"We cannot accurately comprehend either our hidden potential or full range of problems that besiege us until we know the successful struggles that generations of Foremothers waged against virtually insurmountable obstacles."
- Darlene Clark Hines
Elizabeth Freeman
Elizabeth Freeman (Mum Betts), (c1784 – 1829), an abolitionist, was the first slave to successfully sue for her freedom, encouraging Massachusetts to abolish slavery in 1781.
Maria Stewart
Maria Stewart (1803 – 1879), a journalist, lecturer, abolitionist, and women’s rights activist, was the first to address a mixed gender and race audience on the topic of abolition in Boston on September 21, 1832.
Mary Ann Shadd Cary
Mary Ann Shadd Cary (1823 – 1893), an abolitionist, journalist, publisher, teacher and lawyer, was the first newspaper editor. She began publishing a weekly paper, the Provincial Freeman in 1853, whose motto was, “Self-reliance is the true road to independence.”
Mary Burnett Talbert
Mary Burnett Talbert (1866 – 1923), a civil rights and ant-lynching activist, was the first to receive the NAACP Spingam Medal Award in 1922.
Rosa Louise McCauley Parks
Rosa Louise McCauley Parks (1913 – 2005), a civil rights activist and seamstress, was the first to be known as the “Mother of the Civil Rights Movement” because of the roll she played in the Montgomery, Alabama bus boycott in 1955.
Coretta Scott King
Coretta Scott King (1927 - 2006), a civil rights activist, a gifted musician and singer, the wife of Dr Martin Luther King, Jr., was first Lady of Civil Rights Movement between the years of 1955 and 1968.
Fannie Lou Hamer
Fannie Lou Hamer (1917 – 1977), a civil rights activist, was the first to bring the civil rights struggle in Mississippi to the entire nation during a televised session at the 1964 Democratic Convention.

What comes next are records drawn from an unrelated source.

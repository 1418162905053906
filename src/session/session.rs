//! Turn state machine for one board and two players.

use tracing::{debug, info};

use crate::board::Board;
use crate::core::{Color, Seat, SeatMap};
use crate::protocol::{parse_path, Message, Verdict};
use crate::rules::{play_path, EndReason, GameResult, Rejection};

use super::player::Player;

/// Where a session stands.
#[derive(Clone, Copy, Debug, PartialEq, Eq)]
pub enum SessionState {
    /// Waiting for a command from the seat whose turn it is.
    AwaitingCommand(Seat),
    /// Finished. No further turns are taken.
    GameOver(GameResult),
}

/// One game: a board plus the two players seated at it.
///
/// Seat 0 plays Red and moves first. Each command is validated against a
/// scratch copy of the board, so a rejected command never changes the
/// live board.
pub struct Session<P> {
    board: Board,
    players: SeatMap<P>,
    state: SessionState,
    moves_played: u32,
}

impl<P: Player> Session<P> {
    /// Create a session with players in seating order.
    pub fn new(board: Board, players: [P; 2]) -> Self {
        Self {
            board,
            players: SeatMap::new(players),
            state: SessionState::AwaitingCommand(Seat::FIRST),
            moves_played: 0,
        }
    }

    #[must_use]
    pub fn state(&self) -> SessionState {
        self.state
    }

    #[must_use]
    pub fn board(&self) -> &Board {
        &self.board
    }

    /// The seat to move, or `None` once the game is over.
    #[must_use]
    pub fn turn(&self) -> Option<Seat> {
        match self.state {
            SessionState::AwaitingCommand(seat) => Some(seat),
            SessionState::GameOver(_) => None,
        }
    }

    #[must_use]
    pub fn result(&self) -> Option<GameResult> {
        match self.state {
            SessionState::AwaitingCommand(_) => None,
            SessionState::GameOver(result) => Some(result),
        }
    }

    /// Number of accepted moves so far.
    #[must_use]
    pub fn moves_played(&self) -> u32 {
        self.moves_played
    }

    #[must_use]
    pub fn player(&self, seat: Seat) -> &P {
        &self.players[seat]
    }

    /// Consume the session, returning the players in seating order.
    pub fn into_players(self) -> [P; 2] {
        self.players.into_inner()
    }

    /// Take one full turn for the seat to move.
    ///
    /// Keeps asking the same player until a move is accepted or the game
    /// ends. Returns true while the game continues.
    pub fn take_turn(&mut self) -> bool {
        let SessionState::AwaitingCommand(seat) = self.state else {
            return false;
        };
        let color = seat.color();

        loop {
            let (mover, opponent) = self.players.pair_mut(seat);

            let Some(command) = mover.next_command() else {
                info!(%seat, %color, "player disconnected");
                opponent.notify(&Message::GameOver(Verdict::Win));
                return self.finish(GameResult::new(seat.other(), EndReason::Disconnect));
            };

            match command.name.as_str() {
                "QUIT" => {
                    info!(%seat, %color, "player forfeits");
                    mover.notify(&Message::GameOver(Verdict::Loss));
                    opponent.notify(&Message::GameOver(Verdict::Win));
                    return self.finish(GameResult::new(seat.other(), EndReason::Quit));
                }
                "MOVE" => match self.attempt_move(&command.payload, color) {
                    Ok(board) => {
                        self.board = board;
                        let (mover, opponent) = self.players.pair_mut(seat);
                        mover.notify(&Message::Accepted("Move accepted".to_string()));
                        opponent.notify(&Message::Move(command.payload));
                        break;
                    }
                    Err(rejection) => {
                        debug!(%seat, %color, %rejection, "move rejected");
                        self.players[seat].notify(&Message::Rejected(rejection.to_string()));
                    }
                },
                other => {
                    let rejection = Rejection::UnknownCommand(other.to_string());
                    debug!(%seat, %rejection, "command rejected");
                    mover.notify(&Message::Rejected(rejection.to_string()));
                }
            }
        }

        self.moves_played += 1;
        debug!(moves = self.moves_played, "\n{}", self.board);

        if !self.board.can_move(color.other()) {
            let (mover, opponent) = self.players.pair_mut(seat);
            mover.notify(&Message::GameOver(Verdict::Win));
            opponent.notify(&Message::GameOver(Verdict::Loss));
            return self.finish(GameResult::new(seat, EndReason::NoMoves));
        }

        self.state = SessionState::AwaitingCommand(seat.other());
        true
    }

    /// Take turns until the game is over.
    pub fn play(&mut self) -> GameResult {
        loop {
            if let SessionState::GameOver(result) = self.state {
                return result;
            }
            self.take_turn();
        }
    }

    /// Parse and validate a `MOVE` payload against a scratch board.
    fn attempt_move(&self, payload: &str, color: Color) -> Result<Board, Rejection> {
        let path = parse_path(payload, self.board.size())
            .map_err(|e| Rejection::BadPosition(e.0))?;
        play_path(&self.board, &path, color)
    }

    fn finish(&mut self, result: GameResult) -> bool {
        info!(
            winner = %result.winner,
            reason = ?result.reason,
            moves = self.moves_played,
            "game over"
        );
        self.state = SessionState::GameOver(result);
        false
    }
}
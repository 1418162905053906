//! `checkers-server`: host checkers games over TCP.

use std::path::PathBuf;

use anyhow::{Context, Result};
use clap::Parser;
use tracing_subscriber::{fmt, prelude::*, EnvFilter};

use rust_checkers::server::{Server, ServerConfig};

#[derive(Parser)]
#[command(name = "checkers-server")]
#[command(about = "Pair up players and referee checkers games")]
struct Cli {
    /// TOML configuration file
    #[arg(short, long)]
    config: Option<PathBuf>,

    /// Host to bind
    #[arg(long)]
    host: Option<String>,

    /// First port to try
    #[arg(short, long)]
    port: Option<u16>,

    /// Number of consecutive ports to try
    #[arg(long, default_value_t = 10)]
    port_attempts: u16,

    /// Board size
    #[arg(long)]
    board_size: Option<usize>,

    /// Starting rows per side
    #[arg(long)]
    board_rows: Option<usize>,

    /// Seed for seat shuffling
    #[arg(long)]
    seed: Option<u64>,

    /// Exit after this many games
    #[arg(long)]
    games: Option<usize>,
}

fn init_tracing() {
    let env_filter = EnvFilter::try_from_default_env().unwrap_or_else(|_| EnvFilter::new("info"));
    tracing_subscriber::registry()
        .with(fmt::layer().with_writer(std::io::stderr))
        .with(env_filter)
        .init();
}

fn main() -> Result<()> {
    init_tracing();
    let cli = Cli::parse();

    let mut config = match &cli.config {
        Some(path) => ServerConfig::load(path)
            .with_context(|| format!("loading {}", path.display()))?,
        None => ServerConfig::default(),
    };

    if let Some(host) = cli.host {
        config = config.with_host(host);
    }
    if let Some(port) = cli.port {
        config = config.with_ports(port..port.saturating_add(cli.port_attempts));
    }
    if let Some(size) = cli.board_size {
        config.board = config.board.with_size(size);
    }
    if let Some(rows) = cli.board_rows {
        config.board = config.board.with_starting_rows(rows);
    }
    if let Some(seed) = cli.seed {
        config = config.with_seed(seed);
    }
    if let Some(games) = cli.games {
        config = config.with_max_sessions(games);
    }

    let server = Server::bind(config).context("starting server")?;
    server.serve().context("serving games")?;
    Ok(())
}
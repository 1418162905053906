//! # rust-checkers
//!
//! A two-player checkers rule engine plus a small turn-arbitration protocol
//! for remote play.
//!
//! ## Design Principles
//!
//! 1. **The board owns the rules**: bounds, dark squares, forced jumps,
//!    captures and promotion all live in `Board`. Pieces only know their
//!    own displacements.
//!
//! 2. **Validate on a copy, commit on success**: a whole `MOVE` command is
//!    played on a scratch board. The live board is replaced only if every
//!    hop is accepted, so a rejected command never leaves a trace.
//!
//! 3. **Sessions are self-contained**: a `Session` owns its board and two
//!    injected `Player` capabilities. Nothing is global, so independent
//!    sessions can run side by side.
//!
//! ## Architecture
//!
//! - **Persistent Data Structures**: O(1) board cloning via `im-rs` makes
//!   the scratch copy per command free.
//!
//! - **Strict alternation**: exactly one command is outstanding at a time;
//!   the only suspension point is waiting for a player's next line.
//!
//! ## Modules
//!
//! - `core`: colors, positions, pieces, seats, configuration, RNG
//! - `board`: piece placement and move legality
//! - `rules`: multi-hop move commands, rejections, game results
//! - `session`: the turn state machine and the `Player` capability
//! - `protocol`: `COMMAND:payload` lines and typed messages
//! - `transport`: line framing and remote players over byte streams
//! - `server`: TCP listener running one session per pair of connections
//! - `client`: terminal client relay logic

pub mod core;
pub mod board;
pub mod rules;
pub mod session;
pub mod protocol;
pub mod transport;
pub mod server;
pub mod client;

// Re-export commonly used types
pub use crate::core::{
    BoardConfig, Color, ConfigError, GameRng, Offset, Piece, Position, Seat, SeatMap,
};

pub use crate::board::Board;

pub use crate::rules::{play_path, EndReason, GameResult, Rejection};

pub use crate::session::{Player, ScriptedPlayer, Session, SessionState};

pub use crate::protocol::{
    parse_command, parse_path, Command, GameStart, Message, MovePath, ProtocolError, TurnOrder,
    Verdict,
};

pub use crate::transport::{LineReader, LineWriter, RemotePlayer};

pub use crate::server::{Server, ServerConfig, ServerError};
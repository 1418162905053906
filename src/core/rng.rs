//! Deterministic random number generation.
//!
//! The server uses `GameRng` to decide which connection takes the first
//! seat. A fixed seed makes seating reproducible in tests.
//!
//! ```
//! use rust_checkers::core::GameRng;
//!
//! let mut a = GameRng::new(42);
//! let mut b = GameRng::new(42);
//!
//! let mut xs = [1, 2, 3, 4];
//! let mut ys = [1, 2, 3, 4];
//! a.shuffle(&mut xs);
//! b.shuffle(&mut ys);
//! assert_eq!(xs, ys);
//! ```

use rand::{Rng, SeedableRng};
use rand_chacha::ChaCha8Rng;

/// Deterministic ChaCha8-backed RNG.
#[derive(Clone, Debug)]
pub struct GameRng {
    inner: ChaCha8Rng,
    seed: u64,
}

impl GameRng {
    /// Create a new RNG with the given seed.
    #[must_use]
    pub fn new(seed: u64) -> Self {
        Self {
            inner: ChaCha8Rng::seed_from_u64(seed),
            seed,
        }
    }

    /// Create an RNG from the given seed, or a random one.
    #[must_use]
    pub fn from_seed_or_entropy(seed: Option<u64>) -> Self {
        Self::new(seed.unwrap_or_else(rand::random))
    }

    /// The seed this RNG was created with.
    #[must_use]
    pub fn seed(&self) -> u64 {
        self.seed
    }

    /// Fork an independent, deterministic stream.
    ///
    /// Each concurrent session gets its own stream so seating does not
    /// depend on thread scheduling.
    #[must_use]
    pub fn fork(&mut self) -> Self {
        Self::new(self.inner.gen())
    }

    /// Shuffle a slice in place.
    pub fn shuffle<T>(&mut self, slice: &mut [T]) {
        use rand::seq::SliceRandom;
        slice.shuffle(&mut self.inner);
    }
}

#[cfg(test)]
mod tests {
    use super::*;

    #[test]
    fn test_determinism() {
        let mut rng1 = GameRng::new(42);
        let mut rng2 = GameRng::new(42);

        let mut a: Vec<u32> = (0..20).collect();
        let mut b: Vec<u32> = (0..20).collect();
        rng1.shuffle(&mut a);
        rng2.shuffle(&mut b);

        assert_eq!(a, b);
        assert_eq!(rng1.seed(), 42);
    }

    #[test]
    fn test_shuffle_is_permutation() {
        let mut rng = GameRng::new(7);
        let mut values: Vec<u32> = (0..20).collect();
        rng.shuffle(&mut values);
        values.sort_unstable();
        assert_eq!(values, (0..20).collect::<Vec<_>>());
    }

    #[test]
    fn test_forks_are_deterministic() {
        let mut rng1 = GameRng::new(42);
        let mut rng2 = GameRng::new(42);

        let f1 = rng1.fork();
        let f2 = rng2.fork();
        assert_eq!(f1.seed(), f2.seed());

        let f3 = rng1.fork();
        assert_ne!(f1.seed(), f3.seed());
    }

    #[test]
    fn test_explicit_seed_wins() {
        assert_eq!(GameRng::from_seed_or_entropy(Some(9)).seed(), 9);
    }
}
//! Core value types: colors, positions, pieces, seats, configuration, RNG.
//!
//! This module contains the leaf building blocks. Nothing here knows about
//! other pieces on the board; all positional reasoning lives in `board`.

pub mod color;
pub mod position;
pub mod piece;
pub mod player;
pub mod config;
pub mod rng;

pub use color::{Color, ParseColorError};
pub use position::{Offset, ParsePositionError, Position};
pub use piece::{ParsePieceError, Piece};
pub use player::{Seat, SeatMap};
pub use config::{BoardConfig, ConfigError, MAX_BOARD_SIZE};
pub use rng::GameRng;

Harriet Tubman (Araminta Ross)
Harriet Tubman (Araminta Ross) (1820 – 1913), an abolitionist, humanitarian, Civil War spy, was the first to become a conductor of the Underground Railroad and was the first to be honored on a U.S. Postage Stamp in 1978.
Sojourner Truth (Isabella Baumfree)
Sojourner Truth (Isabella Baumfree) Sojourner Truth (Isabella Baumfree) (1797 – 1883), an abolitionist and women’s rights activist, was the first to have a sculpture permanently placed in the Emancipation Hall of the Capitol Building in 2009.